## Information supplied
########################################
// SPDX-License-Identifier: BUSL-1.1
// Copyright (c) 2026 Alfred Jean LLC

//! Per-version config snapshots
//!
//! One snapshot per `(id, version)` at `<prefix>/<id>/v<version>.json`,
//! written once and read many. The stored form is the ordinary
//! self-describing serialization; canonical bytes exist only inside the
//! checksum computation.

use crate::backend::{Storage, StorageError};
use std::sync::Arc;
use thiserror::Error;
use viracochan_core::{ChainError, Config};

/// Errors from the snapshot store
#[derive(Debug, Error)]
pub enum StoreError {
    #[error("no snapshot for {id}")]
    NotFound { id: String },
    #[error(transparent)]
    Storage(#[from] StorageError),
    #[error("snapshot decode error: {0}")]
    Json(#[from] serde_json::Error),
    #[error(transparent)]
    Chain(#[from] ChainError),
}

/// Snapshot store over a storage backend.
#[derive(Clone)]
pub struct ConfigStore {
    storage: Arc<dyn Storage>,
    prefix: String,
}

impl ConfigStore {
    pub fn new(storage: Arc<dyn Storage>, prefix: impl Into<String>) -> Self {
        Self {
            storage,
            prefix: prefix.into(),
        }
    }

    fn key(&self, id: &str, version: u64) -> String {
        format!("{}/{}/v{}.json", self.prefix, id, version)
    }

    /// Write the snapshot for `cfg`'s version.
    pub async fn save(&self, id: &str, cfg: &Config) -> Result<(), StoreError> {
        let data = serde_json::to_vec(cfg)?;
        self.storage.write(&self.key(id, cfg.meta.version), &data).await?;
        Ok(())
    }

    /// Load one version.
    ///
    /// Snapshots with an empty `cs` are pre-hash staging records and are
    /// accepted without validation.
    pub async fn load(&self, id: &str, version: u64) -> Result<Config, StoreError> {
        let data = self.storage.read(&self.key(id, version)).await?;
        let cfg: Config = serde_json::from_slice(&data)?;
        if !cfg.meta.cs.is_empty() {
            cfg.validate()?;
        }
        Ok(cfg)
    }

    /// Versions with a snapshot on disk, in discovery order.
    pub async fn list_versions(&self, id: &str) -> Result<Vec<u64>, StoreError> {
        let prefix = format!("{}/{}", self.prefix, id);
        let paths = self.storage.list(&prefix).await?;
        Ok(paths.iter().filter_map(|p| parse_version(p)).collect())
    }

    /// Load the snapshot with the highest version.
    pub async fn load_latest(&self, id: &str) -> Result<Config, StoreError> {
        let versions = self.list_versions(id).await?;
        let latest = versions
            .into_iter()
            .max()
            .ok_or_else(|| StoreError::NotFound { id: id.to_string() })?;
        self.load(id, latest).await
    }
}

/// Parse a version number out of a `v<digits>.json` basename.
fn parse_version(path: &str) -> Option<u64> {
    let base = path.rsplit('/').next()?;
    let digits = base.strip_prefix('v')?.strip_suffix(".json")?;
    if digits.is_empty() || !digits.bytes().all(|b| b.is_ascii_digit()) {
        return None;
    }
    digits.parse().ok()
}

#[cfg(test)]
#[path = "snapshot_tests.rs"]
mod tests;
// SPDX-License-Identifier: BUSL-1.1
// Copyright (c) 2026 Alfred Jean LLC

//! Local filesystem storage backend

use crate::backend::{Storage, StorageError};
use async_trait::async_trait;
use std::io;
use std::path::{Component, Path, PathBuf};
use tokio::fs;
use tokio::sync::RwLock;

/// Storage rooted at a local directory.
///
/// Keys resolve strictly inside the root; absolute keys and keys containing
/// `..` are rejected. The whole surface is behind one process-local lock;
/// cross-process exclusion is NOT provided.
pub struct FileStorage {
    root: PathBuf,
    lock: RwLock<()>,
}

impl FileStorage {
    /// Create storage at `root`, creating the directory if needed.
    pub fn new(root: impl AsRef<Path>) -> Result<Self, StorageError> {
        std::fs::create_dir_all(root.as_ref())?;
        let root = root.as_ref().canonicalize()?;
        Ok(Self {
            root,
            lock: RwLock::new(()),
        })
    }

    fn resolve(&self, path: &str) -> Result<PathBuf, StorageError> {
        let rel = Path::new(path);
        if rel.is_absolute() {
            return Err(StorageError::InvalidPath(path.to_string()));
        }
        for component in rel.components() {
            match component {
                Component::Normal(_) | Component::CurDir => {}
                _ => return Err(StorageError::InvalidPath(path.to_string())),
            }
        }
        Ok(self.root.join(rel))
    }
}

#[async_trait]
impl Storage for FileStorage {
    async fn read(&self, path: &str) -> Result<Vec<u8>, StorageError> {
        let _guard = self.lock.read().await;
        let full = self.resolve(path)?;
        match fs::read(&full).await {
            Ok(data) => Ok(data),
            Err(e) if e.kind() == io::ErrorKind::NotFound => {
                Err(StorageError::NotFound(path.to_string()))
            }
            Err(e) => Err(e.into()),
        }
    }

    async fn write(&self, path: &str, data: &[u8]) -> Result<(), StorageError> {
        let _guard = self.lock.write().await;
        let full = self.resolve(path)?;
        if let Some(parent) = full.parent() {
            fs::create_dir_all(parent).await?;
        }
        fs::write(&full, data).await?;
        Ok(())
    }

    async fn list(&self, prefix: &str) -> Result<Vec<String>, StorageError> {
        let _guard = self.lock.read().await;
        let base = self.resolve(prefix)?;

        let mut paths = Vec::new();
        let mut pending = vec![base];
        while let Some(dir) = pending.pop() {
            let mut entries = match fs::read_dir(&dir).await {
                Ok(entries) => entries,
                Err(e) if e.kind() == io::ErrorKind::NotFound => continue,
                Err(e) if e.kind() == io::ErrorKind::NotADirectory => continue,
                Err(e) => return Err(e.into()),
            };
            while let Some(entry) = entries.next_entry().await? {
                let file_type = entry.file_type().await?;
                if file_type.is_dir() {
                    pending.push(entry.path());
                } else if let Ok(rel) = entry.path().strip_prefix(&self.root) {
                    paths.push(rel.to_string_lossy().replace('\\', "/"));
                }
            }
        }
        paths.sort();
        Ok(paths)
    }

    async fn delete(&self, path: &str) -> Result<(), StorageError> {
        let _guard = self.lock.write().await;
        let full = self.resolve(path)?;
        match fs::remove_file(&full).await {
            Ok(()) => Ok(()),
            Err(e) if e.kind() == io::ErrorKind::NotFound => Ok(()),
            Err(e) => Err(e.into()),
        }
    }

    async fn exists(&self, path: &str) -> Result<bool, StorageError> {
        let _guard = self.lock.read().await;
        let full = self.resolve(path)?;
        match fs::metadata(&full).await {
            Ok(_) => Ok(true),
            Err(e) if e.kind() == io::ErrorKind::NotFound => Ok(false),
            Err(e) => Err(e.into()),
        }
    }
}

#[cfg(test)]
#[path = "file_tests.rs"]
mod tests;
########################################
Given the records above, reproduce precisely and only the lines between the line holding "fn parse_version(path: &str)" and the line holding "directory if needed.", inclusive.

## Written answer
fn parse_version(path: &str) -> Option<u64> {
    let base = path.rsplit('/').next()?;
    let digits = base.strip_prefix('v')?.strip_suffix(".json")?;
    if digits.is_empty() || !digits.bytes().all(|b| b.is_ascii_digit()) {
        return None;
    }
    digits.parse().ok()
}

#[cfg(test)]
#[path = "snapshot_tests.rs"]
mod tests;
// SPDX-License-Identifier: BUSL-1.1
// Copyright (c) 2026 Alfred Jean LLC

//! Local filesystem storage backend

use crate::backend::{Storage, StorageError};
use async_trait::async_trait;
use std::io;
use std::path::{Component, Path, PathBuf};
use tokio::fs;
use tokio::sync::RwLock;

/// Storage rooted at a local directory.
///
/// Keys resolve strictly inside the root; absolute keys and keys containing
/// `..` are rejected. The whole surface is behind one process-local lock;
/// cross-process exclusion is NOT provided.
pub struct FileStorage {
    root: PathBuf,
    lock: RwLock<()>,
}

impl FileStorage {
    /// Create storage at `root`, creating the directory if needed.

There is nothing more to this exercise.